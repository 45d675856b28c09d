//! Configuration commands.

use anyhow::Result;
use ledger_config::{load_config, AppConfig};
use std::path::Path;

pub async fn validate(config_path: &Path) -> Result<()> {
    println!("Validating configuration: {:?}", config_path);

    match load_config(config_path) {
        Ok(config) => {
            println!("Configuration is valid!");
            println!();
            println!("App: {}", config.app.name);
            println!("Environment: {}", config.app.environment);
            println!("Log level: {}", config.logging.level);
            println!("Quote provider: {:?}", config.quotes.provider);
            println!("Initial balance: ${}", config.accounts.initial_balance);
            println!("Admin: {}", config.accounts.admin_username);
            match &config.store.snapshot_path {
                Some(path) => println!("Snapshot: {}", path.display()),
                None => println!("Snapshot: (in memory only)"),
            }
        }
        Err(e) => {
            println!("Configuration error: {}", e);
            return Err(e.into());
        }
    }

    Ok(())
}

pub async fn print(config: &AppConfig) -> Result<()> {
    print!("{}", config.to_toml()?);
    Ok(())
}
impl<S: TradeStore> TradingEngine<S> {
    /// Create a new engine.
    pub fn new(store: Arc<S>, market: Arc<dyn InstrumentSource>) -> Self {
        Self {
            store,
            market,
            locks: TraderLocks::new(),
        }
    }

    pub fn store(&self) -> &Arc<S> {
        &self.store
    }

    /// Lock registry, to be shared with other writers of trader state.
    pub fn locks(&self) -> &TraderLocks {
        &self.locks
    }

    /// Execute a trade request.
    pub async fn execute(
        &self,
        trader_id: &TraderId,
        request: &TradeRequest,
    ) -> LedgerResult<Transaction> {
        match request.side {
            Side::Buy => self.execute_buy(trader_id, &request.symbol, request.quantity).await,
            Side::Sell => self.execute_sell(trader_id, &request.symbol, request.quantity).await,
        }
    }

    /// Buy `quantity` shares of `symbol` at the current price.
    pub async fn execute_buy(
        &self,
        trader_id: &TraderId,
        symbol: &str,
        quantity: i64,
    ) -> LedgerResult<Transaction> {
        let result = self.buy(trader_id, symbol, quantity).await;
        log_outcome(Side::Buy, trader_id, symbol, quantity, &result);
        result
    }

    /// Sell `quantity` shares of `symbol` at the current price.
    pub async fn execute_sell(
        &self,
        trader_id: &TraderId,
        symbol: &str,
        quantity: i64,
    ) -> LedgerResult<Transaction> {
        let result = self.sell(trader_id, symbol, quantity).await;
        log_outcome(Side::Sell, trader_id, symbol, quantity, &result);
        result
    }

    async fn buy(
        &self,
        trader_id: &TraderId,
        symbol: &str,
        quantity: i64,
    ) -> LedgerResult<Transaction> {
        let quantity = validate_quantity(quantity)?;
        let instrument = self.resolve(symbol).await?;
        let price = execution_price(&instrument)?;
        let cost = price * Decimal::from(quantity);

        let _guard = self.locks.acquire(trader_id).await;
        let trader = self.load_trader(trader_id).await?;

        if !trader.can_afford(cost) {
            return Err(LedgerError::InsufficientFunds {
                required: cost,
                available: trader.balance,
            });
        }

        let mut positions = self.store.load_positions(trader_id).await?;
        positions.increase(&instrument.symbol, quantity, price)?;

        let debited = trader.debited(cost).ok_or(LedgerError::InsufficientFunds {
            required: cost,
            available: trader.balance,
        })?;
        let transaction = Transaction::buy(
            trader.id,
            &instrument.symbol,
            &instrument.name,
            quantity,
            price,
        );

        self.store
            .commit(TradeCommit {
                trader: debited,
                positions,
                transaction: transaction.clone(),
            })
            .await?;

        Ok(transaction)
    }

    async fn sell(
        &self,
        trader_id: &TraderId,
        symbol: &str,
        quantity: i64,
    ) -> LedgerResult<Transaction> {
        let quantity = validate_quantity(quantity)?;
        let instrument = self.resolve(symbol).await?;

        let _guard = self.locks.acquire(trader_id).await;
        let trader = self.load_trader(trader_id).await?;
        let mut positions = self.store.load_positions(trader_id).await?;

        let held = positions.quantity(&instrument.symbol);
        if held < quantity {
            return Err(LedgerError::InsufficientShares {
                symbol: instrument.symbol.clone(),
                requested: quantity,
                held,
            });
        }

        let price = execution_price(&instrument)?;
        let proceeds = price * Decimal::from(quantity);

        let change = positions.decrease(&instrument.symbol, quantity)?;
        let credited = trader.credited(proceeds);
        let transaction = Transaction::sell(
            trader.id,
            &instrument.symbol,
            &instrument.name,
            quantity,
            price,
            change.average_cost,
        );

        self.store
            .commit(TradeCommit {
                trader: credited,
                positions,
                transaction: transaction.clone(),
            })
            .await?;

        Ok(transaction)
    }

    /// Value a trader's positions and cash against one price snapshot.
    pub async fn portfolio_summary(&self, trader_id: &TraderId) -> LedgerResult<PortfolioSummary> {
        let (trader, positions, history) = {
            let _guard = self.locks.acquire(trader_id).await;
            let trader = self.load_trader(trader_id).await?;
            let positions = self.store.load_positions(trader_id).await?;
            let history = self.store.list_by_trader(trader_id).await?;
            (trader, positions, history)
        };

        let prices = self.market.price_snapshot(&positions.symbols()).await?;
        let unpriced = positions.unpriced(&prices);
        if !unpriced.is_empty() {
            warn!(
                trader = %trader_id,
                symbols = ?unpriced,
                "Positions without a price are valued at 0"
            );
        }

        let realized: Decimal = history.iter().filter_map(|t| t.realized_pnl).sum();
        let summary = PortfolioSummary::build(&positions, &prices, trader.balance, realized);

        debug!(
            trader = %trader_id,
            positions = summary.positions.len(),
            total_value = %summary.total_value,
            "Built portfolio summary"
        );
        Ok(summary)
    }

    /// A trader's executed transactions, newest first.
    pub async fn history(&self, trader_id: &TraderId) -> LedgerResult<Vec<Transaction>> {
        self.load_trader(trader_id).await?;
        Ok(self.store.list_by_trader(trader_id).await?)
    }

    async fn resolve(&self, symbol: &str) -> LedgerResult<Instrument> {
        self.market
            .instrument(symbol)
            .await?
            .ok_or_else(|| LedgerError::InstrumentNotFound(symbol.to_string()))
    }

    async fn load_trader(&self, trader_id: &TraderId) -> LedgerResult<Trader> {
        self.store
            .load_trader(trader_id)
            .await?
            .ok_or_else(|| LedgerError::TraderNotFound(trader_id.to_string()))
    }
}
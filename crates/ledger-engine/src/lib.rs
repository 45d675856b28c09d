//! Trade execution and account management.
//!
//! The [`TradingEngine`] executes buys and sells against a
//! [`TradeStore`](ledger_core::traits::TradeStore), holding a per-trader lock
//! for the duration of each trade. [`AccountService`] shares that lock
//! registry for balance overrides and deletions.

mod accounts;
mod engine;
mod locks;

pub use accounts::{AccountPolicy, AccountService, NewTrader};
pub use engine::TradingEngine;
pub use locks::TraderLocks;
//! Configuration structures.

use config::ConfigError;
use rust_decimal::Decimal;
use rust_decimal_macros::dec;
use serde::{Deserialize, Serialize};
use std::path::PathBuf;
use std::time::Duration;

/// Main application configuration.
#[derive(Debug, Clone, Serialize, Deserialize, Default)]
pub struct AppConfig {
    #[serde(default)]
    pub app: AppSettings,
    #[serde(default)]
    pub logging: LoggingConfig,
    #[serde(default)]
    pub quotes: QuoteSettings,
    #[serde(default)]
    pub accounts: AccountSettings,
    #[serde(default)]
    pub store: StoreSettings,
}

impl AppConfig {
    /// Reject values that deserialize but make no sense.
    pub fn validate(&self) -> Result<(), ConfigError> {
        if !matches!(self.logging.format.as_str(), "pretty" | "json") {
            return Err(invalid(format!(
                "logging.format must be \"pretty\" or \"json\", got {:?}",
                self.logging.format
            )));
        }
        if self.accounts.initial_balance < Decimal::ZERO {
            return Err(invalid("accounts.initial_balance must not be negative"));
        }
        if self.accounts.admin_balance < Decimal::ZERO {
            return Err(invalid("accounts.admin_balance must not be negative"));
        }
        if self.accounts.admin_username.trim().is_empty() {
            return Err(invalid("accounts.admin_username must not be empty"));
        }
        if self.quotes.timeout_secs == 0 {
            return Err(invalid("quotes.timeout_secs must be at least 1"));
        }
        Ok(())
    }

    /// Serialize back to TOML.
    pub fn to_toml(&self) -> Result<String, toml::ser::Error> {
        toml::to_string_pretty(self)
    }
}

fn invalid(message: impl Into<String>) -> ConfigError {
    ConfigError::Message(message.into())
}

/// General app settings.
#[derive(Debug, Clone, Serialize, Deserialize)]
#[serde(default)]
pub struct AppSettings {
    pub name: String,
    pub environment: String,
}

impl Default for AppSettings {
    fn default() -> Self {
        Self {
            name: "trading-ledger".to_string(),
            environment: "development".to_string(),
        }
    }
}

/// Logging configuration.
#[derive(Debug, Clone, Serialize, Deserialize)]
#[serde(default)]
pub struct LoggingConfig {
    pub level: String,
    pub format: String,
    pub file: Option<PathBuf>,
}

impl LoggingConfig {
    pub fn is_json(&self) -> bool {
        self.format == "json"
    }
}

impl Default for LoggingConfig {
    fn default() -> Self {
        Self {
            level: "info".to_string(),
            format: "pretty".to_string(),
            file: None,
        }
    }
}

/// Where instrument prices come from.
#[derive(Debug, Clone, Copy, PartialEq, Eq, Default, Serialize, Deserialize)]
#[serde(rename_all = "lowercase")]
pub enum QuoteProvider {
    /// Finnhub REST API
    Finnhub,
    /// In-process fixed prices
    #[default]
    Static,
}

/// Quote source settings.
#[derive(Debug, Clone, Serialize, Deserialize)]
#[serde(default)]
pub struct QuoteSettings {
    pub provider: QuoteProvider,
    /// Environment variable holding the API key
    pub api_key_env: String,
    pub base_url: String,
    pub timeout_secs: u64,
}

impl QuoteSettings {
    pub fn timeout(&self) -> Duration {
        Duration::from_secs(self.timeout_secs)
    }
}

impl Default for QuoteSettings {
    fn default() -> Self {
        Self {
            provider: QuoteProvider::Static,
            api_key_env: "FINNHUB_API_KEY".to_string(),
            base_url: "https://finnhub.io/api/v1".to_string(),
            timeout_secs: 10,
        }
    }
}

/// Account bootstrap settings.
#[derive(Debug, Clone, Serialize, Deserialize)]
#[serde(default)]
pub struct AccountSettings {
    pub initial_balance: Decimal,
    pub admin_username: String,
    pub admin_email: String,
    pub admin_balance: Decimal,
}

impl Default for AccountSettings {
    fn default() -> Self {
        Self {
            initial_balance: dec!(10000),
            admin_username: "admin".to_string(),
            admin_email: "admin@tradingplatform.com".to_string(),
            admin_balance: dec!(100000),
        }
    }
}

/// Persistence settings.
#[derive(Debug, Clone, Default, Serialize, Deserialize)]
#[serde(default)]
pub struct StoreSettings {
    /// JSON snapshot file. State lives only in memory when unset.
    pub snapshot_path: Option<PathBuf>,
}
========================================
Take the entries above and copy out all lines with the string "available".

§ RESPONSE BELOW
                available: trader.balance,
            available: trader.balance,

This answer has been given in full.